[THE INPUT]

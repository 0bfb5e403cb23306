//! Action references, run commands, permissions, secrets and injection.

use flowguard_parse::StringMap;
use flowguard_types::ViolationKind;

use super::describe_step;
use crate::policy::Policy;
use crate::validation::{Diagnostic, LintRule, RuleContext};

/// Opening delimiter of a templated expression.
const EXPRESSION_OPEN: &str = "${{";

pub(crate) struct ActionReferenceRule;
impl LintRule for ActionReferenceRule {
    fn name(&self) -> &str { "action_reference" }
    fn kind(&self) -> ViolationKind { ViolationKind::Security }
    fn apply(&self, ctx: &RuleContext<'_>) -> Vec<Diagnostic> {
        let policy = ctx.policy;
        let mut diags = Vec::new();
        for (id, job) in &ctx.workflow.jobs {
            for (i, step) in job.steps.iter().enumerate() {
                let Some(uses) = step.uses.as_deref().filter(|u| !u.is_empty()) else {
                    continue;
                };
                if uses.contains("..") {
                    diags.push(
                        self.violation(format!(
                            "Job '{id}' {} references '{uses}' with a path traversal",
                            describe_step(i, step)
                        ))
                        .at_step(id, i),
                    );
                } else if !policy.is_container_action(uses)
                    && !policy.is_local_action(uses)
                    && !uses.contains('/')
                {
                    diags.push(
                        self.violation(format!(
                            "Job '{id}' {} references '{uses}', expected owner/repo",
                            describe_step(i, step)
                        ))
                        .at_step(id, i)
                        .with_fix("Use `owner/repo@ref`, `./path` or `docker://image`"),
                    );
                }
            }
        }
        diags
    }
}

pub(crate) struct RunCommandRule;
impl LintRule for RunCommandRule {
    fn name(&self) -> &str { "run_command" }
    fn kind(&self) -> ViolationKind { ViolationKind::Security }
    fn apply(&self, ctx: &RuleContext<'_>) -> Vec<Diagnostic> {
        let policy = ctx.policy;
        let mut diags = Vec::new();
        for (id, job) in &ctx.workflow.jobs {
            for (i, step) in job.steps.iter().enumerate() {
                let Some(run) = step.run.as_deref() else {
                    continue;
                };
                if let Some(pattern) = policy
                    .dangerous_commands
                    .iter()
                    .find(|p| run.contains(p.as_str()))
                {
                    diags.push(
                        self.violation(format!(
                            "Job '{id}' {} runs dangerous command '{pattern}'",
                            describe_step(i, step)
                        ))
                        .at_step(id, i),
                    );
                } else if is_piped_download(run, policy) {
                    diags.push(
                        self.violation(format!(
                            "Job '{id}' {} pipes a download into a shell",
                            describe_step(i, step)
                        ))
                        .at_step(id, i)
                        .with_fix("Download to a file and verify its checksum before running it"),
                    );
                }
            }
        }
        diags
    }
}

fn is_piped_download(run: &str, policy: &Policy) -> bool {
    let contains_any = |markers: &[String]| markers.iter().any(|m| run.contains(m.as_str()));
    run.contains('|') && contains_any(&policy.download_markers) && contains_any(&policy.shell_markers)
}

/// Permission vocabulary at workflow and job scope.
pub(crate) struct PermissionsRule;
impl PermissionsRule {
    fn check(&self, scope: &str, job: Option<&str>, map: &StringMap, policy: &Policy) -> Vec<Diagnostic> {
        let mut diags = Vec::new();
        for (key, value) in map {
            let message = if !policy.permission_scopes.iter().any(|s| s == key) {
                format!("{scope} declares unknown permission '{key}'")
            } else if !policy.permission_levels.iter().any(|l| l == value) {
                format!(
                    "{scope} grants '{key}' level '{value}', expected one of: {}",
                    policy.permission_levels.join(", ")
                )
            } else {
                continue;
            };
            let mut diag = self.violation(message);
            if let Some(job) = job {
                diag = diag.in_job(job);
            }
            diags.push(diag);
        }
        diags
    }
}

impl LintRule for PermissionsRule {
    fn name(&self) -> &str { "permissions" }
    fn kind(&self) -> ViolationKind { ViolationKind::Security }
    fn apply(&self, ctx: &RuleContext<'_>) -> Vec<Diagnostic> {
        let wf = ctx.workflow;
        let mut diags = self.check("Workflow", None, &wf.permissions, ctx.policy);
        for (id, job) in &wf.jobs {
            diags.extend(self.check(&format!("Job '{id}'"), Some(id), &job.permissions, ctx.policy));
        }
        diags
    }
}

/// Literal credentials in job/step env and inline `name=value` tokens in
/// run commands.
pub(crate) struct HardcodedSecretRule;
impl HardcodedSecretRule {
    fn env_secrets(&self, env: &StringMap, policy: &Policy) -> Vec<String> {
        env.iter()
            .filter(|(key, value)| {
                let key = key.to_lowercase();
                !value.is_empty()
                    && policy.secret_markers.iter().any(|m| key.contains(m.as_str()))
                    && !policy
                        .secret_reference_markers
                        .iter()
                        .any(|m| value.contains(m.as_str()))
            })
            .map(|(key, _)| key.clone())
            .collect()
    }
}

impl LintRule for HardcodedSecretRule {
    fn name(&self) -> &str { "hardcoded_secrets" }
    fn kind(&self) -> ViolationKind { ViolationKind::Security }
    fn apply(&self, ctx: &RuleContext<'_>) -> Vec<Diagnostic> {
        let policy = ctx.policy;
        let fix = "Move the value into repository secrets and reference it with `${{ secrets.NAME }}`";
        let mut diags = Vec::new();
        for (id, job) in &ctx.workflow.jobs {
            for key in self.env_secrets(&job.env, policy) {
                diags.push(
                    self.violation(format!("Job '{id}' env '{key}' looks like a hardcoded secret"))
                        .in_job(id)
                        .with_fix(fix),
                );
            }
            for (i, step) in job.steps.iter().enumerate() {
                for key in self.env_secrets(&step.env, policy) {
                    diags.push(
                        self.violation(format!(
                            "Job '{id}' {} env '{key}' looks like a hardcoded secret",
                            describe_step(i, step)
                        ))
                        .at_step(id, i)
                        .with_fix(fix),
                    );
                }
                if let Some(found) = step.run.as_deref().and_then(|r| ctx.inline_secret.find(r)) {
                    let name = found.as_str().split('=').next().unwrap_or_default();
                    diags.push(
                        self.violation(format!(
                            "Job '{id}' {} assigns an inline '{name}' value",
                            describe_step(i, step)
                        ))
                        .at_step(id, i)
                        .with_fix(fix),
                    );
                }
            }
        }
        diags
    }
}

/// Unquoted untrusted expressions interpolated into run commands.
pub(crate) struct InjectionRule;
impl LintRule for InjectionRule {
    fn name(&self) -> &str { "expression_injection" }
    fn kind(&self) -> ViolationKind { ViolationKind::Security }
    fn apply(&self, ctx: &RuleContext<'_>) -> Vec<Diagnostic> {
        let mut diags = Vec::new();
        for (id, job) in &ctx.workflow.jobs {
            for (i, step) in job.steps.iter().enumerate() {
                let Some(run) = step.run.as_deref() else {
                    continue;
                };
                if let Some(context) = unquoted_untrusted(run, &ctx.policy.untrusted_contexts) {
                    diags.push(
                        self.violation(format!(
                            "Job '{id}' {} interpolates untrusted '{context}' without quotes",
                            describe_step(i, step)
                        ))
                        .at_step(id, i)
                        .with_fix("Pass the value through `env:` or wrap the expression in quotes"),
                    );
                }
            }
        }
        diags
    }
}

/// First untrusted context referenced by an expression that is not
/// immediately preceded by a quote character.
fn unquoted_untrusted<'a>(run: &str, contexts: &'a [String]) -> Option<&'a str> {
    for (start, _) in run.match_indices(EXPRESSION_OPEN) {
        let body = run[start + EXPRESSION_OPEN.len()..].trim_start();
        let Some(context) = contexts.iter().find(|c| body.starts_with(c.as_str())) else {
            continue;
        };
        let quoted = run[..start].ends_with(['"', '\'']);
        if !quoted {
            return Some(context.as_str());
        }
    }
    None
}

#[cfg(test)]
mod tests {
    use super::*;
    use flowguard_parse::{parse, Workflow};
    use regex::Regex;

    fn run(rule: &dyn LintRule, wf: &Workflow) -> Vec<Diagnostic> {
        let policy = Policy::default();
        let re = Regex::new(&policy.inline_secret_pattern).unwrap();
        rule.apply(&RuleContext {
            workflow: wf,
            policy: &policy,
            inline_secret: &re,
        })
    }

    fn with_step(step: &str) -> Workflow {
        parse(&format!(
            "name: t\non: push\njobs:\n  a:\n    runs-on: ubuntu-latest\n    steps:\n      - {step}\n"
        ))
        .unwrap()
    }

    #[test]
    fn action_reference_shapes() {
        for ok in ["actions/checkout@v4", "./local/action", "docker://alpine:3", "owner/repo"] {
            assert!(run(&ActionReferenceRule, &with_step(&format!("uses: {ok}"))).is_empty(), "{ok}");
        }
        let diags = run(&ActionReferenceRule, &with_step("uses: checkout@v4"));
        assert!(diags[0].message.contains("expected owner/repo"));
        let diags = run(&ActionReferenceRule, &with_step("uses: ./../escape"));
        assert!(diags[0].message.contains("path traversal"));
    }

    #[test]
    fn dangerous_commands_are_rejected() {
        for cmd in ["sudo rm -rf build", "rm -rf /", "mkfs.ext4 /dev/sda", "dd if=/dev/zero of=/dev/sda"] {
            let diags = run(&RunCommandRule, &with_step(&format!("run: {cmd}")));
            assert_eq!(diags.len(), 1, "{cmd}");
        }
        assert!(run(&RunCommandRule, &with_step("run: rm -rf target")).is_empty());
    }

    #[test]
    fn piped_download_needs_all_three_markers() {
        assert_eq!(run(&RunCommandRule, &with_step("run: curl https://x | bash")).len(), 1);
        assert!(run(&RunCommandRule, &with_step("run: curl -o x.sh https://x && bash x.sh")).is_empty());
        assert!(run(&RunCommandRule, &with_step("run: curl https://x | sh")).is_empty());
    }

    #[test]
    fn permission_vocabulary() {
        let wf = parse("permissions:\n  contents: read\n  id-token: write\njobs:\n  a:\n    permissions:\n      issues: admin\n").unwrap();
        let diags = run(&PermissionsRule, &wf);
        assert_eq!(diags.len(), 2);
        assert!(diags[0].message.contains("unknown permission 'id-token'"));
        assert!(diags[1].message.contains("'issues' level 'admin'"));
        assert_eq!(diags[1].job.as_deref(), Some("a"));
    }

    #[test]
    fn env_secrets_require_a_reference() {
        let wf = parse("jobs:\n  a:\n    env:\n      API_KEY: sk_live_abcdef1234567890\n      GH_TOKEN: ${{ secrets.GH_TOKEN }}\n      DEPLOY_AUTH: $DEPLOY\n      GITHUB_TOKEN: \"\"\n      MODE: release\n    steps:\n      - run: echo\n        env:\n          DB_Password: hunter2\n").unwrap();
        let diags = run(&HardcodedSecretRule, &wf);
        let messages: Vec<_> = diags.iter().map(|d| d.message.as_str()).collect();
        assert_eq!(messages.len(), 3, "{messages:?}");
        assert!(messages[0].contains("'API_KEY'"));
        assert!(messages[1].contains("'DEPLOY_AUTH'"));
        assert!(messages[2].contains("'DB_Password'"));
        assert_eq!(diags[2].step, Some(0));
    }

    #[test]
    fn inline_secret_pattern_in_run() {
        let diags = run(&HardcodedSecretRule, &with_step("run: ./deploy --token=abcdefghij12345"));
        assert_eq!(diags.len(), 1);
        assert!(diags[0].message.contains("inline 'token' value"));
        assert!(run(&HardcodedSecretRule, &with_step("run: ./deploy token=short")).is_empty());
        assert!(run(&HardcodedSecretRule, &with_step("run: ./deploy TOKEN=abcdefghij12345")).is_empty());
    }

    #[test]
    fn injection_requires_quotes() {
        let bad = with_step("run: echo ${{ github.event.issue.title }}");
        let diags = run(&InjectionRule, &bad);
        assert_eq!(diags.len(), 1);
        assert!(diags[0].message.contains("'github.event'"));

        assert!(run(&InjectionRule, &with_step(r#"run: echo "${{ github.event.issue.title }}""#)).is_empty());
        assert!(run(&InjectionRule, &with_step("run: echo ${{ github.sha }}")).is_empty());
    }

    #[test]
    fn injection_checks_each_occurrence() {
        let run_text = r#"echo "${{ github.head_ref }}" && git checkout ${{ github.head_ref }}"#;
        let contexts = Policy::default().untrusted_contexts;
        assert_eq!(unquoted_untrusted(run_text, &contexts), Some("github.head_ref"));
        assert_eq!(unquoted_untrusted("echo '${{github.event.pull_request.title}}'", &contexts), None);
        assert_eq!(unquoted_untrusted("echo ${{github.event.pull_request.title}}", &contexts), Some("github.event"));
    }
}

[/THE INPUT]

BRIEF:
Go through the listing above and return each line where the word "Option" occurs.

WRITTEN SOLUTION:
    fn check(&self, scope: &str, job: Option<&str>, map: &StringMap, policy: &Policy) -> Vec<Diagnostic> {
fn unquoted_untrusted<'a>(run: &str, contexts: &'a [String]) -> Option<&'a str> {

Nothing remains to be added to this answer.